[[ Material for this exercise, beginning ]]
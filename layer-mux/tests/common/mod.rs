//! A scripted cluster: sessions record what they are asked to send and the
//! test answers on their behalf.

#![allow(dead_code)]

use std::sync::Arc;
use std::sync::atomic::{AtomicBool, AtomicUsize, Ordering};
use std::time::Duration;

use parking_lot::Mutex;
use tokio::sync::broadcast;

use layer_mux::schema::{DcOption, GetConfig, RawRpcError, ServerConfig};
use layer_mux::tl::Serializable;
use layer_mux::{
    ConnectionState, Event, InstanceLink, RequestId, RequestState, Response, SerializedRequest,
    Session, SessionKind, SessionSpec, ShiftedDcId,
};

pub struct MockSession {
    pub shifted:   ShiftedDcId,
    pub kind:      SessionKind,
    link:          InstanceLink,
    sent:          Mutex<Vec<SerializedRequest>>,
    cancelled:     Mutex<Vec<RequestId>>,
    started:       AtomicBool,
    killed:        AtomicBool,
    pub restarts:  AtomicUsize,
    pub not_inited: AtomicUsize,
}

impl MockSession {
    pub fn sent(&self) -> Vec<SerializedRequest> { self.sent.lock().clone() }

    pub fn sent_ids(&self) -> Vec<RequestId> {
        self.sent.lock().iter().map(|r| r.request_id()).collect()
    }

    /// Most recent request whose payload equals `payload`.
    pub fn find(&self, payload: &[u8]) -> Option<SerializedRequest> {
        self.sent.lock().iter().rev().find(|r| r.payload() == payload).cloned()
    }

    pub fn count(&self, payload: &[u8]) -> usize {
        self.sent.lock().iter().filter(|r| r.payload() == payload).count()
    }

    pub fn cancelled(&self) -> Vec<RequestId> { self.cancelled.lock().clone() }

    pub fn is_killed(&self) -> bool { self.killed.load(Ordering::SeqCst) }

    pub fn is_started(&self) -> bool { self.started.load(Ordering::SeqCst) }

    pub fn reply(&self, request_id: RequestId, reply: Vec<u8>) {
        self.link.process_callback(Response::new(request_id, reply));
    }

    pub fn reply_error(&self, request_id: RequestId, code: i32, message: &str) {
        let error = RawRpcError { error_code: code, error_message: message.into() };
        self.reply(request_id, error.to_bytes());
    }

    pub fn link(&self) -> InstanceLink { self.link.clone() }
}

impl Session for MockSession {
    fn shifted_dc_id(&self) -> ShiftedDcId { self.shifted }
    fn start(&self) { self.started.store(true, Ordering::SeqCst) }
    fn stop(&self) {}
    fn kill(&self) { self.killed.store(true, Ordering::SeqCst) }
    fn restart(&self) { self.restarts.fetch_add(1, Ordering::SeqCst); }
    fn set_connection_not_inited(&self) { self.not_inited.fetch_add(1, Ordering::SeqCst); }

    fn send_prepared(&self, request: &SerializedRequest, _can_wait: Duration) {
        self.sent.lock().push(request.clone());
    }

    fn cancel(&self, request_id: RequestId, _msg_id: u64) {
        self.cancelled.lock().push(request_id);
    }

    fn request_state(&self, _request_id: RequestId) -> RequestState { RequestState::Sent }
    fn connection_state(&self) -> ConnectionState { ConnectionState::Connected }
    fn transport(&self) -> String { "mock".into() }
    fn ping(&self) {}
}

/// Every session the instance ever created, in creation order.
#[derive(Clone, Default)]
pub struct Cluster {
    sessions: Arc<Mutex<Vec<Arc<MockSession>>>>,
}

impl Cluster {
    pub fn factory(&self) -> impl Fn(SessionSpec) -> Arc<dyn Session> + Send + Sync + 'static {
        let sessions = Arc::clone(&self.sessions);
        move |spec: SessionSpec| {
            let session = Arc::new(MockSession {
                shifted:    spec.shifted_dc_id,
                kind:       spec.kind,
                link:       spec.link,
                sent:       Mutex::new(Vec::new()),
                cancelled:  Mutex::new(Vec::new()),
                started:    AtomicBool::new(false),
                killed:     AtomicBool::new(false),
                restarts:   AtomicUsize::new(0),
                not_inited: AtomicUsize::new(0),
            });
            sessions.lock().push(Arc::clone(&session));
            session as Arc<dyn Session>
        }
    }

    /// The live session for `shifted`.
    pub fn session(&self, shifted: ShiftedDcId) -> Arc<MockSession> {
        self.sessions
            .lock()
            .iter()
            .rev()
            .find(|s| s.shifted == shifted && !s.is_killed())
            .cloned()
            .unwrap_or_else(|| panic!("no live session for {shifted}"))
    }

    pub fn all(&self, shifted: ShiftedDcId) -> Vec<Arc<MockSession>> {
        self.sessions.lock().iter().filter(|s| s.shifted == shifted).cloned().collect()
    }

    pub fn created(&self) -> Vec<ShiftedDcId> {
        self.sessions.lock().iter().map(|s| s.shifted).collect()
    }
}

pub fn server_config() -> ServerConfig {
    let expires = chrono::Utc::now().timestamp() as i32 + 3600;
    ServerConfig {
        expires,
        this_dc: 2,
        dc_options: vec![
            DcOption { id: 2, ip_address: "10.0.0.2".into(), port: 443, ..Default::default() },
            DcOption { id: 4, ip_address: "10.0.0.4".into(), port: 443, ..Default::default() },
        ],
        me_url_prefix: "https://t.me/".into(),
        ..Default::default()
    }
}

/// Answer the startup config request on the main session.
pub fn answer_config(cluster: &Cluster, main: ShiftedDcId) {
    let session = cluster.session(main);
    let request = session.find(&GetConfig.to_bytes()).expect("config was requested");
    session.reply(request.request_id(), server_config().to_bytes());
}

/// Let the home task run whatever was posted to it.
pub async fn settle() {
    for _ in 0..16 {
        tokio::task::yield_now().await;
    }
}

pub fn drain(rx: &mut broadcast::Receiver<Event>) -> Vec<Event> {
    let mut events = Vec::new();
    while let Ok(event) = rx.try_recv() {
        events.push(event);
    }
    events
}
[[ Material for this exercise, end ]]
- _Work to be completed_
Go through the records above and copy each line exactly.

- _Solution to this problem_
filename layer-mux/tests/common/mod.rs
//! A scripted cluster: sessions record what they are asked to send and the
//! test answers on their behalf.

#![allow(dead_code)]

use std::sync::Arc;
use std::sync::atomic::{AtomicBool, AtomicUsize, Ordering};
use std::time::Duration;

use parking_lot::Mutex;
use tokio::sync::broadcast;

use layer_mux::schema::{DcOption, GetConfig, RawRpcError, ServerConfig};
use layer_mux::tl::Serializable;
use layer_mux::{
    ConnectionState, Event, InstanceLink, RequestId, RequestState, Response, SerializedRequest,
    Session, SessionKind, SessionSpec, ShiftedDcId,
};

pub struct MockSession {
    pub shifted:   ShiftedDcId,
    pub kind:      SessionKind,
    link:          InstanceLink,
    sent:          Mutex<Vec<SerializedRequest>>,
    cancelled:     Mutex<Vec<RequestId>>,
    started:       AtomicBool,
    killed:        AtomicBool,
    pub restarts:  AtomicUsize,
    pub not_inited: AtomicUsize,
}

impl MockSession {
    pub fn sent(&self) -> Vec<SerializedRequest> { self.sent.lock().clone() }

    pub fn sent_ids(&self) -> Vec<RequestId> {
        self.sent.lock().iter().map(|r| r.request_id()).collect()
    }

    /// Most recent request whose payload equals `payload`.
    pub fn find(&self, payload: &[u8]) -> Option<SerializedRequest> {
        self.sent.lock().iter().rev().find(|r| r.payload() == payload).cloned()
    }

    pub fn count(&self, payload: &[u8]) -> usize {
        self.sent.lock().iter().filter(|r| r.payload() == payload).count()
    }

    pub fn cancelled(&self) -> Vec<RequestId> { self.cancelled.lock().clone() }

    pub fn is_killed(&self) -> bool { self.killed.load(Ordering::SeqCst) }

    pub fn is_started(&self) -> bool { self.started.load(Ordering::SeqCst) }

    pub fn reply(&self, request_id: RequestId, reply: Vec<u8>) {
        self.link.process_callback(Response::new(request_id, reply));
    }

    pub fn reply_error(&self, request_id: RequestId, code: i32, message: &str) {
        let error = RawRpcError { error_code: code, error_message: message.into() };
        self.reply(request_id, error.to_bytes());
    }

    pub fn link(&self) -> InstanceLink { self.link.clone() }
}

impl Session for MockSession {
    fn shifted_dc_id(&self) -> ShiftedDcId { self.shifted }
    fn start(&self) { self.started.store(true, Ordering::SeqCst) }
    fn stop(&self) {}
    fn kill(&self) { self.killed.store(true, Ordering::SeqCst) }
    fn restart(&self) { self.restarts.fetch_add(1, Ordering::SeqCst); }
    fn set_connection_not_inited(&self) { self.not_inited.fetch_add(1, Ordering::SeqCst); }

    fn send_prepared(&self, request: &SerializedRequest, _can_wait: Duration) {
        self.sent.lock().push(request.clone());
    }

    fn cancel(&self, request_id: RequestId, _msg_id: u64) {
        self.cancelled.lock().push(request_id);
    }

    fn request_state(&self, _request_id: RequestId) -> RequestState { RequestState::Sent }
    fn connection_state(&self) -> ConnectionState { ConnectionState::Connected }
    fn transport(&self) -> String { "mock".into() }
    fn ping(&self) {}
}

/// Every session the instance ever created, in creation order.
#[derive(Clone, Default)]
pub struct Cluster {
    sessions: Arc<Mutex<Vec<Arc<MockSession>>>>,
}

impl Cluster {
    pub fn factory(&self) -> impl Fn(SessionSpec) -> Arc<dyn Session> + Send + Sync + 'static {
        let sessions = Arc::clone(&self.sessions);
        move |spec: SessionSpec| {
            let session = Arc::new(MockSession {
                shifted:    spec.shifted_dc_id,
                kind:       spec.kind,
                link:       spec.link,
                sent:       Mutex::new(Vec::new()),
                cancelled:  Mutex::new(Vec::new()),
                started:    AtomicBool::new(false),
                killed:     AtomicBool::new(false),
                restarts:   AtomicUsize::new(0),
                not_inited: AtomicUsize::new(0),
            });
            sessions.lock().push(Arc::clone(&session));
            session as Arc<dyn Session>
        }
    }

    /// The live session for `shifted`.
    pub fn session(&self, shifted: ShiftedDcId) -> Arc<MockSession> {
        self.sessions
            .lock()
            .iter()
            .rev()
            .find(|s| s.shifted == shifted && !s.is_killed())
            .cloned()
            .unwrap_or_else(|| panic!("no live session for {shifted}"))
    }

    pub fn all(&self, shifted: ShiftedDcId) -> Vec<Arc<MockSession>> {
        self.sessions.lock().iter().filter(|s| s.shifted == shifted).cloned().collect()
    }

    pub fn created(&self) -> Vec<ShiftedDcId> {
        self.sessions.lock().iter().map(|s| s.shifted).collect()
    }
}

pub fn server_config() -> ServerConfig {
    let expires = chrono::Utc::now().timestamp() as i32 + 3600;
    ServerConfig {
        expires,
        this_dc: 2,
        dc_options: vec![
            DcOption { id: 2, ip_address: "10.0.0.2".into(), port: 443, ..Default::default() },
            DcOption { id: 4, ip_address: "10.0.0.4".into(), port: 443, ..Default::default() },
        ],
        me_url_prefix: "https://t.me/".into(),
        ..Default::default()
    }
}

/// Answer the startup config request on the main session.
pub fn answer_config(cluster: &Cluster, main: ShiftedDcId) {
    let session = cluster.session(main);
    let request = session.find(&GetConfig.to_bytes()).expect("config was requested");
    session.reply(request.request_id(), server_config().to_bytes());
}

/// Let the home task run whatever was posted to it.
pub async fn settle() {
    for _ in 0..16 {
        tokio::task::yield_now().await;
    }
}

pub fn drain(rx: &mut broadcast::Receiver<Event>) -> Vec<Event> {
    let mut events = Vec::new();
    while let Ok(event) = rx.try_recv() {
        events.push(event);
    }
    events
}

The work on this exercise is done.